Re-laying following egg failure by common diving petrels (Pelecanoides urinatrix)

TitleRe-laying following egg failure by common diving petrels (Pelecanoides urinatrix)
Publication TypeJournal Article
Year of Publication2007
AuthorsTaylor, GA, Miskelly, CM
Type of Articleshort note

[First paragraph...]
The c.130 species of albatrosses and petrels (Procellariiformes) all lay a single egg during each breeding attempt (Marchant & Higgins 1990; Warham 1990). There are few documented instances of members of the order laying a replacement egg following egg failure, and all but 1 of these examples has been from storm petrels (Hydrobatidae). Boersma et al. (1980) reported 29 nests of fork-tailed storm petrels (Oceanodroma furcata) where 2nd eggs were laid an average of 3 weeks after removal of the 1st egg (from a sample of 36 nests from which eggs were removed).

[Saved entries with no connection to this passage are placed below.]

// crates/tapecut-core/src/task.rs
//
// ExportTask: one requested trim export.
//
// Identity (id, source, range, linked record) is fixed at construction. Only
// the output name and the run status change, and the name only while the
// task is still Pending. Clones share the status cell, so a front-end can keep
// a clone and poll it after the queue has dropped its own copy.
//
// State machine:
//   Pending → Running → Succeeded
//                     ↘ Failed
// Terminal states are final. Nothing retries automatically.

use std::fmt;
use std::path::{Path, PathBuf};
use std::sync::Arc;

use parking_lot::Mutex;
use serde::{Deserialize, Serialize};
use uuid::Uuid;

use crate::error::{EngineError, Result};

/// Extension every export is normalized to.
pub const OUTPUT_EXTENSION: &str = "mp4";

#[derive(Clone, Copy, Debug, Default, PartialEq, Eq, Serialize, Deserialize)]
pub enum TaskState {
    #[default]
    Pending,
    Running,
    Succeeded,
    Failed,
}

impl TaskState {
    pub fn is_terminal(self) -> bool {
        matches!(self, TaskState::Succeeded | TaskState::Failed)
    }
}

/// The external record a task was created for (a tape / conversion entry).
/// The engine only reads `note` to derive a file name.
#[derive(Clone, Debug, Default, PartialEq, Eq, Serialize, Deserialize)]
pub struct LinkedRecord {
    pub name: String,
    pub note: String,
}

/// How `ExportTask::from_record` picks the output file name.
#[derive(Clone, Copy, Debug, Default, PartialEq, Eq, Serialize, Deserialize)]
pub enum NamingMode {
    /// Use the source file's stem.
    #[default]
    FromSource,
    /// Use the linked record's note, falling back to the source stem when blank.
    FromNote,
}

#[derive(Debug, Default)]
struct TaskStatus {
    state:   TaskState,
    failure: Option<String>,
    output:  Option<PathBuf>,
}

#[derive(Clone, Debug)]
pub struct ExportTask {
    id:          Uuid,
    source:      PathBuf,
    output_name: String,
    start:       f64,
    end:         f64,
    linked:      Option<LinkedRecord>,
    status:      Arc<Mutex<TaskStatus>>,
}

impl ExportTask {
    /// Build a task. Rejects `start >= end`, negative or non-finite bounds,
    /// and output names that cannot be a plain file name.
    pub fn new(
        source:      impl Into<PathBuf>,
        output_name: impl Into<String>,
        start:       f64,
        end:         f64,
        linked:      Option<LinkedRecord>,
    ) -> Result<Self> {
        validate_range(start, end)?;
        let output_name = output_name.into();
        normalize_output_name(&output_name)?;
        Ok(Self {
            id: Uuid::new_v4(),
            source: source.into(),
            output_name,
            start,
            end,
            linked,
            status: Arc::default(),
        })
    }

    /// Build a task for `record`, naming the output per `naming`.
    pub fn from_record(
        source: impl Into<PathBuf>,
        start:  f64,
        end:    f64,
        record: LinkedRecord,
        naming: NamingMode,
    ) -> Result<Self> {
        let source = source.into();
        let name = match naming {
            NamingMode::FromNote if !sanitize_file_name(&record.note).is_empty() => {
                sanitize_file_name(&record.note)
            }
            _ => source_stem(&source)?,
        };
        Self::new(source, name, start, end, Some(record))
    }

    /// Build a task from a batch-file entry.
    pub fn from_entry(entry: &BatchEntry) -> Result<Self> {
        let record = match (&entry.record_name, &entry.record_note) {
            (None, None) => None,
            (name, note) => Some(LinkedRecord {
                name: name.clone().unwrap_or_default(),
                note: note.clone().unwrap_or_default(),
            }),
        };
        match (&entry.output_name, record) {
            (Some(name), record) => Self::new(&entry.source, name.clone(), entry.start, entry.end, record),
            (None, Some(record)) => Self::from_record(&entry.source, entry.start, entry.end, record, entry.naming),
            (None, None) => {
                let name = source_stem(&entry.source)?;
                Self::new(&entry.source, name, entry.start, entry.end, None)
            }
        }
    }

    pub fn id(&self) -> Uuid { self.id }
    pub fn source(&self) -> &Path { &self.source }
    pub fn output_name(&self) -> &str { &self.output_name }
    pub fn start(&self) -> f64 { self.start }
    pub fn end(&self) -> f64 { self.end }
    pub fn duration(&self) -> f64 { self.end - self.start }
    pub fn linked(&self) -> Option<&LinkedRecord> { self.linked.as_ref() }

    /// Output name with the canonical extension applied.
    pub fn normalized_output_name(&self) -> String {
        // Validated at construction and on every rename.
        normalize_output_name(&self.output_name).unwrap_or_else(|_| self.output_name.clone())
    }

    /// Replace the output name. Refused for blank or path-like names and once
    /// the task has left Pending.
    pub fn rename(&mut self, new_name: impl Into<String>) -> bool {
        let new_name = new_name.into();
        if !self.is_pending() || normalize_output_name(&new_name).is_err() {
            return false;
        }
        self.output_name = new_name;
        true
    }

    pub fn state(&self) -> TaskState { self.status.lock().state }
    pub fn is_pending(&self) -> bool { self.state() == TaskState::Pending }
    pub fn is_failed(&self) -> bool { self.state() == TaskState::Failed }
    pub fn is_succeeded(&self) -> bool { self.state() == TaskState::Succeeded }

    /// Reason recorded when the task failed.
    pub fn failure(&self) -> Option<String> { self.status.lock().failure.clone() }

    /// Path of the finished file, once succeeded.
    pub fn output_path(&self) -> Option<PathBuf> { self.status.lock().output.clone() }

    /// Pending → Running.
    pub fn begin(&self) -> Result<()> {
        self.transition(TaskState::Running, |_| {})
    }

    /// Running → Succeeded.
    pub fn succeed(&self, output: PathBuf) -> Result<()> {
        self.transition(TaskState::Succeeded, |s| s.output = Some(output))
    }

    /// Running → Failed.
    pub fn fail(&self, reason: impl Into<String>) -> Result<()> {
        let reason = reason.into();
        self.transition(TaskState::Failed, |s| s.failure = Some(reason))
    }

    fn transition(&self, to: TaskState, apply: impl FnOnce(&mut TaskStatus)) -> Result<()> {
        let mut status = self.status.lock();
        let allowed = matches!(
            (status.state, to),
            (TaskState::Pending, TaskState::Running)
                | (TaskState::Running, TaskState::Succeeded)
                | (TaskState::Running, TaskState::Failed)
        );
        if !allowed {
            return Err(EngineError::InvalidTransition { from: status.state, to });
        }
        status.state = to;
        apply(&mut status);
        Ok(())
    }
}

impl fmt::Display for ExportTask {
    fn fmt(&self, f: &mut fmt::Formatter<'_>) -> fmt::Result {
        write!(
            f,
            "ExportTask: {} ({}s - {}s) -- {}",
            self.output_name,
            self.start,
            self.end,
            self.source.display(),
        )
    }
}

/// One entry of a batch file.
#[derive(Clone, Debug, PartialEq, Serialize, Deserialize)]
pub struct BatchEntry {
    pub source:      PathBuf,
    pub start:       f64,
    pub end:         f64,
    #[serde(default)]
    pub output_name: Option<String>,
    #[serde(default)]
    pub record_name: Option<String>,
    #[serde(default)]
    pub record_note: Option<String>,
    #[serde(default)]
    pub naming:      NamingMode,
}

/// Batch file layout: `[[task]]` tables.
#[derive(Clone, Debug, Default, PartialEq, Serialize, Deserialize)]
pub struct TaskList {
    #[serde(default, rename = "task")]
    pub tasks: Vec<BatchEntry>,
}

pub fn validate_range(start: f64, end: f64) -> Result<()> {
    if !start.is_finite() || !end.is_finite() || start < 0.0 || start >= end {
        return Err(EngineError::InvalidRange { start, end });
    }
    Ok(())
}

/// Apply the `.mp4` rule: names already ending in `.mp4` (any case) are kept,
/// everything else gets `.mp4` appended. Blank and path-like names are errors.
///
/// ```
/// use tapecut_core::task::normalize_output_name;
/// assert_eq!(normalize_output_name("Tape 3").unwrap(), "Tape 3.mp4");
/// assert_eq!(normalize_output_name("tape.MP4").unwrap(), "tape.MP4");
/// assert_eq!(normalize_output_name("tape.avi").unwrap(), "tape.avi.mp4");
/// assert!(normalize_output_name("  ").is_err());
/// ```
pub fn normalize_output_name(name: &str) -> Result<String> {
    let trimmed = name.trim();
    if trimmed.is_empty()
        || trimmed == "."
        || trimmed == ".."
        || trimmed.contains(['/', '\\'])
    {
        return Err(EngineError::InvalidOutputName(name.to_string()));
    }
    let suffix = format!(".{OUTPUT_EXTENSION}");
    if trimmed.to_ascii_lowercase().ends_with(&suffix) {
        Ok(trimmed.to_string())
    } else {
        Ok(format!("{trimmed}{suffix}"))
    }
}

/// Apply the `.mp4` rule to the file-name component of a full path.
pub fn normalize_output_path(path: &Path) -> Result<PathBuf> {
    let name = path
        .file_name()
        .and_then(|n| n.to_str())
        .ok_or_else(|| EngineError::InvalidOutputName(path.display().to_string()))?;
    Ok(path.with_file_name(normalize_output_name(name)?))
}

/// Make free text (e.g. a record note) usable as a file name.
///
/// ```
/// use tapecut_core::task::sanitize_file_name;
/// assert_eq!(sanitize_file_name(" Smith: Xmas 1994/95 "), "Smith_ Xmas 1994_95");
/// ```
pub fn sanitize_file_name(text: &str) -> String {
    let cleaned: String = text
        .trim()
        .chars()
        .map(|c| match c {
            '/' | '\\' | ':' | '*' | '?' | '"' | '<' | '>' | '|' => '_',
            c if c.is_control() => '_',
            c => c,
        })
        .collect();
    cleaned.trim_end_matches('.').trim().to_string()
}

fn source_stem(source: &Path) -> Result<String> {
    source
        .file_stem()
        .and_then(|s| s.to_str())
        .map(sanitize_file_name)
        .filter(|s| !s.is_empty())
        .ok_or_else(|| EngineError::InvalidOutputName(source.display().to_string()))
}

#[cfg(test)]
mod tests {
    use super::*;

    fn task() -> ExportTask {
        ExportTask::new("/tapes/vhs-07.avi", "vhs-07", 30.0, 45.0, None).unwrap()
    }

    #[test]
    fn rejects_empty_and_inverted_ranges() {
        for (s, e) in [(10.0, 10.0), (10.0, 5.0), (-1.0, 5.0), (0.0, f64::NAN)] {
            let err = ExportTask::new("a.avi", "a", s, e, None).unwrap_err();
            assert!(matches!(err, EngineError::InvalidRange { .. }), "{s}..{e}");
        }
    }

    #[test]
    fn normalizes_extension_once() {
        let t = task();
        assert_eq!(t.normalized_output_name(), "vhs-07.mp4");
        let t = ExportTask::new("a.avi", "clip.Mp4", 0.0, 1.0, None).unwrap();
        assert_eq!(t.normalized_output_name(), "clip.Mp4");
    }

    #[test]
    fn path_like_names_are_rejected() {
        assert!(normalize_output_name("../escape").is_err());
        assert!(normalize_output_name("a\\b").is_err());
        assert!(normalize_output_name("..").is_err());
    }

    #[test]
    fn normalize_output_path_rewrites_file_name_only() {
        let p = normalize_output_path(Path::new("/exports/Tape 1")).unwrap();
        assert_eq!(p, PathBuf::from("/exports/Tape 1.mp4"));
    }

    #[test]
    fn state_machine_happy_path() {
        let t = task();
        assert_eq!(t.state(), TaskState::Pending);
        t.begin().unwrap();
        assert_eq!(t.state(), TaskState::Running);
        t.succeed(PathBuf::from("/out/vhs-07.mp4")).unwrap();
        assert!(t.is_succeeded());
        assert_eq!(t.output_path(), Some(PathBuf::from("/out/vhs-07.mp4")));
    }

    #[test]
    fn terminal_states_are_final() {
        let t = task();
        t.begin().unwrap();
        t.fail("decoder exploded").unwrap();
        assert!(t.is_failed());
        assert_eq!(t.failure().as_deref(), Some("decoder exploded"));
        assert!(matches!(t.begin(), Err(EngineError::InvalidTransition { .. })));
        assert!(t.succeed(PathBuf::from("x")).is_err());
    }

    #[test]
    fn cannot_finish_without_running() {
        let t = task();
        let err = t.succeed(PathBuf::from("x")).unwrap_err();
        assert!(matches!(
            err,
            EngineError::InvalidTransition { from: TaskState::Pending, to: TaskState::Succeeded }
        ));
    }

    #[test]
    fn clones_share_status() {
        let t = task();
        let watcher = t.clone();
        t.begin().unwrap();
        assert_eq!(watcher.state(), TaskState::Running);
    }

    #[test]
    fn rename_only_while_pending() {
        let mut t = task();
        assert!(!t.rename(""));
        assert!(t.rename("Grandma 80th"));
        assert_eq!(t.normalized_output_name(), "Grandma 80th.mp4");
        t.begin().unwrap();
        assert!(!t.rename("too late"));
        assert_eq!(t.output_name(), "Grandma 80th");
    }

    #[test]
    fn from_record_uses_note_when_asked() {
        let rec = LinkedRecord { name: "Tape 12".into(), note: "Beach trip: 1989".into() };
        let t = ExportTask::from_record("/tapes/cap0012.avi", 0.0, 60.0, rec.clone(), NamingMode::FromNote)
            .unwrap();
        assert_eq!(t.normalized_output_name(), "Beach trip_ 1989.mp4");
        assert_eq!(t.linked(), Some(&rec));

        let t = ExportTask::from_record("/tapes/cap0012.avi", 0.0, 60.0, rec, NamingMode::FromSource)
            .unwrap();
        assert_eq!(t.normalized_output_name(), "cap0012.mp4");
    }

    #[test]
    fn blank_note_falls_back_to_source() {
        let rec = LinkedRecord { name: "Tape 12".into(), note: "   ".into() };
        let t = ExportTask::from_record("/tapes/cap0012.avi", 0.0, 1.0, rec, NamingMode::FromNote).unwrap();
        assert_eq!(t.output_name(), "cap0012");
    }

    #[test]
    fn task_list_parses_from_toml() {
        let list: TaskList = toml::from_str(
            r#"
            [[task]]
            source = "/tapes/a.avi"
            start = 1.0
            end = 2.5

            [[task]]
            source = "/tapes/b.avi"
            start = 0.0
            end = 10.0
            record_note = "Wedding"
            naming = "FromNote"
            "#,
        )
        .unwrap();
        assert_eq!(list.tasks.len(), 2);
        let a = ExportTask::from_entry(&list.tasks[0]).unwrap();
        assert_eq!(a.normalized_output_name(), "a.mp4");
        let b = ExportTask::from_entry(&list.tasks[1]).unwrap();
        assert_eq!(b.normalized_output_name(), "Wedding.mp4");
    }

    #[test]
    fn display_matches_log_format() {
        assert_eq!(task().to_string(), "ExportTask: vhs-07 (30s - 45s) -- /tapes/vhs-07.avi");
    }
}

In 1 nest, the same female laid a 3rd egg after the 2nd egg was removed. Both members of the pair were marked at only 1 of the 29 nests where replacement eggs were laid so the parentage of the replacement egg could not be confirmed, but at least 1 of the mates remained the same at a further 11 nests. Other examples of storm petrels apparently re-laying following egg failure include: British storm petrel (Hydrobates pelagicus), n = 2 (Gordon 1931; David 1957); Leach’s storm petrel (O. leucorhoa), n = 27, though only 1 instance was well-documented (Gross 1935; Wilbur 1969; Morse & Buchheister 1979); Madeiran storm petrel (O. castro), n = 8 (Allan 1962; Harris 1969); and Wilson’s storm petrel (Oceanites oceanicus), n = 1 (Beck & Brown 1972).